▶ **Aim of the task**
Repeat the listing below in full, keeping each word as given.

● ● ● ●

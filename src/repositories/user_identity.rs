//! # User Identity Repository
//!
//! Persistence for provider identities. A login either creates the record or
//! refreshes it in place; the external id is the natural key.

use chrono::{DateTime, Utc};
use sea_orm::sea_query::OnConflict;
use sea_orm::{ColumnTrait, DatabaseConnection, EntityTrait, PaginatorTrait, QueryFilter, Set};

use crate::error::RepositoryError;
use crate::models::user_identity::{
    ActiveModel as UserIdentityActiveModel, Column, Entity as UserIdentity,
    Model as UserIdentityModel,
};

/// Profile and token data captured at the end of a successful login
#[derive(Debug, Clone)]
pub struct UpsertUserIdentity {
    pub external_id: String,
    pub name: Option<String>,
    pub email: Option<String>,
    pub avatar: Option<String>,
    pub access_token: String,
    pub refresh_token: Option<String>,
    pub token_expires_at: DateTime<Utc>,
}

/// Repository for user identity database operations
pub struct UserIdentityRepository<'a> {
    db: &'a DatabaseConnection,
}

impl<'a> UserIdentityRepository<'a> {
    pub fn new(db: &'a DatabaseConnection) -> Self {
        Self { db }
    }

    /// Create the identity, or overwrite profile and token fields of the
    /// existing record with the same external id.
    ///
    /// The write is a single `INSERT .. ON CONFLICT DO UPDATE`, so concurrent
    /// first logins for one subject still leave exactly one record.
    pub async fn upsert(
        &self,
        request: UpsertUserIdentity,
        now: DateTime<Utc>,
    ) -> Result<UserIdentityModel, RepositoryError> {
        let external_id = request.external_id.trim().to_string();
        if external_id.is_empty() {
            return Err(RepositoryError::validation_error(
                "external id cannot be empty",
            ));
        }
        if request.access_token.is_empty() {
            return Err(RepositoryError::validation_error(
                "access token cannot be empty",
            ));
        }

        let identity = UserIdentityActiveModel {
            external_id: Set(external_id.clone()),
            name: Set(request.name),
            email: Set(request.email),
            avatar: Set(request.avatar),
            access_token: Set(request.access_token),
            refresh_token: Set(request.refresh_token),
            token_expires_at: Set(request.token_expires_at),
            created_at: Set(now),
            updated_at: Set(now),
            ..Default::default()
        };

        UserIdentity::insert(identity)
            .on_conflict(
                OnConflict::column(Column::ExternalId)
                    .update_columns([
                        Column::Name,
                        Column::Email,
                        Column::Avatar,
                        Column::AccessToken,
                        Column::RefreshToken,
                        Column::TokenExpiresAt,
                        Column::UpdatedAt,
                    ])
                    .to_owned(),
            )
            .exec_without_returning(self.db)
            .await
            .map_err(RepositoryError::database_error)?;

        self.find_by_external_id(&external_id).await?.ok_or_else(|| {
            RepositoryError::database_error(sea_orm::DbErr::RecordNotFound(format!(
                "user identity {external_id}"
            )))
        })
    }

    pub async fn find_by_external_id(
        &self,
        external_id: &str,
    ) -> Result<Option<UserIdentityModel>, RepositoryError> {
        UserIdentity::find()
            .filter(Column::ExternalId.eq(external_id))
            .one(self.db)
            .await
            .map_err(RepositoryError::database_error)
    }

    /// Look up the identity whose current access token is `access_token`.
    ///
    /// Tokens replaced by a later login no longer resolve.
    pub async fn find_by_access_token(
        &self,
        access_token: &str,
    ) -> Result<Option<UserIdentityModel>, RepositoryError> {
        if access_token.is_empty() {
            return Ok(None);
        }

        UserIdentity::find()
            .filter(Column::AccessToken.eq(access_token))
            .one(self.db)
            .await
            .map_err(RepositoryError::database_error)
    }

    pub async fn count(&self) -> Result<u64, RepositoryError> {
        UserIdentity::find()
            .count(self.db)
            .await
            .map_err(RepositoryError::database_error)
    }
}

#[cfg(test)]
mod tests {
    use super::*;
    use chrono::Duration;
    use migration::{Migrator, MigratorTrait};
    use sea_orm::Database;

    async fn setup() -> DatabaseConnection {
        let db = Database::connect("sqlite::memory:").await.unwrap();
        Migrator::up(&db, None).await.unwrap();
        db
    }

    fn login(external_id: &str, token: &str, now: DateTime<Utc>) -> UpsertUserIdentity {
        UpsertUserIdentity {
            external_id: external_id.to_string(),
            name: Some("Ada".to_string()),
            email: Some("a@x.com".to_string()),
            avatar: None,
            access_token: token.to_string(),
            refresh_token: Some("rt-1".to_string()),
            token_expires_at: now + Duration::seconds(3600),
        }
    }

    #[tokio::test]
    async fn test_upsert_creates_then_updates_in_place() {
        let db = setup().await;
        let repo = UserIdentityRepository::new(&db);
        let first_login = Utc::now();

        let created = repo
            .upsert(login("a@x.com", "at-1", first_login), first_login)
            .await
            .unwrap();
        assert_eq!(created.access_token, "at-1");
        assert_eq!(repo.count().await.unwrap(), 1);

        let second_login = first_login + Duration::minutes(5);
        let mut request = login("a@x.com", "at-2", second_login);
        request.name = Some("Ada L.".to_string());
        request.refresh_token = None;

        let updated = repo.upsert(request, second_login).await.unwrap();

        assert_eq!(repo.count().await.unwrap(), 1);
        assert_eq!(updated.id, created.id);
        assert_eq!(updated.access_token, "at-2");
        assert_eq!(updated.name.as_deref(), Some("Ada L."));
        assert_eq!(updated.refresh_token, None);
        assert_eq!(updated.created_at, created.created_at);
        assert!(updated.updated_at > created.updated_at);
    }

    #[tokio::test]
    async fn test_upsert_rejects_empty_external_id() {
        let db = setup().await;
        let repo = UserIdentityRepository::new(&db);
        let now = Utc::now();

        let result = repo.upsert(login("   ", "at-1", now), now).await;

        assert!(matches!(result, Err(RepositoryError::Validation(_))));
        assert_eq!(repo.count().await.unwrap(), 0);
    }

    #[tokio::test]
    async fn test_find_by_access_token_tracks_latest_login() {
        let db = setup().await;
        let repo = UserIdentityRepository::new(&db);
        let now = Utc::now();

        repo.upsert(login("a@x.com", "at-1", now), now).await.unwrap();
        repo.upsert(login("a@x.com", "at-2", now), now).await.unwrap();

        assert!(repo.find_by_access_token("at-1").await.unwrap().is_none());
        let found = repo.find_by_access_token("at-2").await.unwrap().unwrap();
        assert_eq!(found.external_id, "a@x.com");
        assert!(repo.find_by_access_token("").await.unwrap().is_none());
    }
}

● ● ● ●

▶ **Answer section**
filename src/repositories/user_identity.rs
//! # User Identity Repository
//!
//! Persistence for provider identities. A login either creates the record or
//! refreshes it in place; the external id is the natural key.

use chrono::{DateTime, Utc};
use sea_orm::sea_query::OnConflict;
use sea_orm::{ColumnTrait, DatabaseConnection, EntityTrait, PaginatorTrait, QueryFilter, Set};

use crate::error::RepositoryError;
use crate::models::user_identity::{
    ActiveModel as UserIdentityActiveModel, Column, Entity as UserIdentity,
    Model as UserIdentityModel,
};

/// Profile and token data captured at the end of a successful login
#[derive(Debug, Clone)]
pub struct UpsertUserIdentity {
    pub external_id: String,
    pub name: Option<String>,
    pub email: Option<String>,
    pub avatar: Option<String>,
    pub access_token: String,
    pub refresh_token: Option<String>,
    pub token_expires_at: DateTime<Utc>,
}

/// Repository for user identity database operations
pub struct UserIdentityRepository<'a> {
    db: &'a DatabaseConnection,
}

impl<'a> UserIdentityRepository<'a> {
    pub fn new(db: &'a DatabaseConnection) -> Self {
        Self { db }
    }

    /// Create the identity, or overwrite profile and token fields of the
    /// existing record with the same external id.
    ///
    /// The write is a single `INSERT .. ON CONFLICT DO UPDATE`, so concurrent
    /// first logins for one subject still leave exactly one record.
    pub async fn upsert(
        &self,
        request: UpsertUserIdentity,
        now: DateTime<Utc>,
    ) -> Result<UserIdentityModel, RepositoryError> {
        let external_id = request.external_id.trim().to_string();
        if external_id.is_empty() {
            return Err(RepositoryError::validation_error(
                "external id cannot be empty",
            ));
        }
        if request.access_token.is_empty() {
            return Err(RepositoryError::validation_error(
                "access token cannot be empty",
            ));
        }

        let identity = UserIdentityActiveModel {
            external_id: Set(external_id.clone()),
            name: Set(request.name),
            email: Set(request.email),
            avatar: Set(request.avatar),
            access_token: Set(request.access_token),
            refresh_token: Set(request.refresh_token),
            token_expires_at: Set(request.token_expires_at),
            created_at: Set(now),
            updated_at: Set(now),
            ..Default::default()
        };

        UserIdentity::insert(identity)
            .on_conflict(
                OnConflict::column(Column::ExternalId)
                    .update_columns([
                        Column::Name,
                        Column::Email,
                        Column::Avatar,
                        Column::AccessToken,
                        Column::RefreshToken,
                        Column::TokenExpiresAt,
                        Column::UpdatedAt,
                    ])
                    .to_owned(),
            )
            .exec_without_returning(self.db)
            .await
            .map_err(RepositoryError::database_error)?;

        self.find_by_external_id(&external_id).await?.ok_or_else(|| {
            RepositoryError::database_error(sea_orm::DbErr::RecordNotFound(format!(
                "user identity {external_id}"
            )))
        })
    }

    pub async fn find_by_external_id(
        &self,
        external_id: &str,
    ) -> Result<Option<UserIdentityModel>, RepositoryError> {
        UserIdentity::find()
            .filter(Column::ExternalId.eq(external_id))
            .one(self.db)
            .await
            .map_err(RepositoryError::database_error)
    }

    /// Look up the identity whose current access token is `access_token`.
    ///
    /// Tokens replaced by a later login no longer resolve.
    pub async fn find_by_access_token(
        &self,
        access_token: &str,
    ) -> Result<Option<UserIdentityModel>, RepositoryError> {
        if access_token.is_empty() {
            return Ok(None);
        }

        UserIdentity::find()
            .filter(Column::AccessToken.eq(access_token))
            .one(self.db)
            .await
            .map_err(RepositoryError::database_error)
    }

    pub async fn count(&self) -> Result<u64, RepositoryError> {
        UserIdentity::find()
            .count(self.db)
            .await
            .map_err(RepositoryError::database_error)
    }
}

#[cfg(test)]
mod tests {
    use super::*;
    use chrono::Duration;
    use migration::{Migrator, MigratorTrait};
    use sea_orm::Database;

    async fn setup() -> DatabaseConnection {
        let db = Database::connect("sqlite::memory:").await.unwrap();
        Migrator::up(&db, None).await.unwrap();
        db
    }

    fn login(external_id: &str, token: &str, now: DateTime<Utc>) -> UpsertUserIdentity {
        UpsertUserIdentity {
            external_id: external_id.to_string(),
            name: Some("Ada".to_string()),
            email: Some("a@x.com".to_string()),
            avatar: None,
            access_token: token.to_string(),
            refresh_token: Some("rt-1".to_string()),
            token_expires_at: now + Duration::seconds(3600),
        }
    }

    #[tokio::test]
    async fn test_upsert_creates_then_updates_in_place() {
        let db = setup().await;
        let repo = UserIdentityRepository::new(&db);
        let first_login = Utc::now();

        let created = repo
            .upsert(login("a@x.com", "at-1", first_login), first_login)
            .await
            .unwrap();
        assert_eq!(created.access_token, "at-1");
        assert_eq!(repo.count().await.unwrap(), 1);

        let second_login = first_login + Duration::minutes(5);
        let mut request = login("a@x.com", "at-2", second_login);
        request.name = Some("Ada L.".to_string());
        request.refresh_token = None;

        let updated = repo.upsert(request, second_login).await.unwrap();

        assert_eq!(repo.count().await.unwrap(), 1);
        assert_eq!(updated.id, created.id);
        assert_eq!(updated.access_token, "at-2");
        assert_eq!(updated.name.as_deref(), Some("Ada L."));
        assert_eq!(updated.refresh_token, None);
        assert_eq!(updated.created_at, created.created_at);
        assert!(updated.updated_at > created.updated_at);
    }

    #[tokio::test]
    async fn test_upsert_rejects_empty_external_id() {
        let db = setup().await;
        let repo = UserIdentityRepository::new(&db);
        let now = Utc::now();

        let result = repo.upsert(login("   ", "at-1", now), now).await;

        assert!(matches!(result, Err(RepositoryError::Validation(_))));
        assert_eq!(repo.count().await.unwrap(), 0);
    }

    #[tokio::test]
    async fn test_find_by_access_token_tracks_latest_login() {
        let db = setup().await;
        let repo = UserIdentityRepository::new(&db);
        let now = Utc::now();

        repo.upsert(login("a@x.com", "at-1", now), now).await.unwrap();
        repo.upsert(login("a@x.com", "at-2", now), now).await.unwrap();

        assert!(repo.find_by_access_token("at-1").await.unwrap().is_none());
        let found = repo.find_by_access_token("at-2").await.unwrap().unwrap();
        assert_eq!(found.external_id, "a@x.com");
        assert!(repo.find_by_access_token("").await.unwrap().is_none());
    }
}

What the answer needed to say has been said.